→ What needs to be done:
In the entries below, how many lines contain "module"? Answer with the number and nothing else.

··· Data provided ···

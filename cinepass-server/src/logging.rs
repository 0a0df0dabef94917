use colored::Colorize;
use log::Level;

/// External crates only need to log warnings and errors
const ALLOWED_EXTERNAL_LEVELS: [Level; 2] = [Level::Warn, Level::Error];
const ALLOWED_LEVELS: [Level; 3] = [Level::Info, Level::Warn, Level::Error];

pub fn init_logger() {
    fern::Dispatch::new()
        .format(move |out, message, record| {
            let target = Target::from_str(record.target());
            let now = chrono::Local::now();

            out.finish(format_args!(
                "{:^5} {} {:^8} {}",
                level_to_string(&record.level()),
                now.format("%H:%M:%S").to_string().bright_black(),
                target,
                message
            ))
        })
        .filter(|meta| {
            let target = Target::from_str(meta.target());

            let is_allowed = ALLOWED_LEVELS.contains(&meta.level());
            let is_severe = ALLOWED_EXTERNAL_LEVELS.contains(&meta.level());

            target.is_local() && is_allowed || is_severe
        })
        .chain(std::io::stdout())
        .apply()
        .expect("logging is initialized")
}

enum Target {
    External(String),
    Server,
    Core,
}

impl Target {
    fn from_str(str: &str) -> Self {
        let mut split = str.split("::");
        let module = split.next().unwrap_or_default();

        match module {
            "cinepass_core" => Self::Core,
            "cinepass_server" => Self::Server,
            other => Target::External(other.to_string()),
        }
    }

    fn is_local(&self) -> bool {
        !matches!(self, Self::External(_))
    }
}

impl std::fmt::Display for Target {
    fn fmt(&self, f: &mut std::fmt::Formatter<'_>) -> std::fmt::Result {
        let name = match self {
            Self::External(name) => name.as_str(),
            Self::Server => "server",
            Self::Core => "core",
        };

        write!(f, "{}", name.bright_black())
    }
}

fn level_to_string(level: &Level) -> String {
    match level {
        Level::Info => "info".blue().to_string(),
        Level::Warn => "warn".yellow().to_string(),
        Level::Error => "error".red().to_string(),
        other => other.to_string().to_lowercase(),
    }
}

···

→ Task solution:
2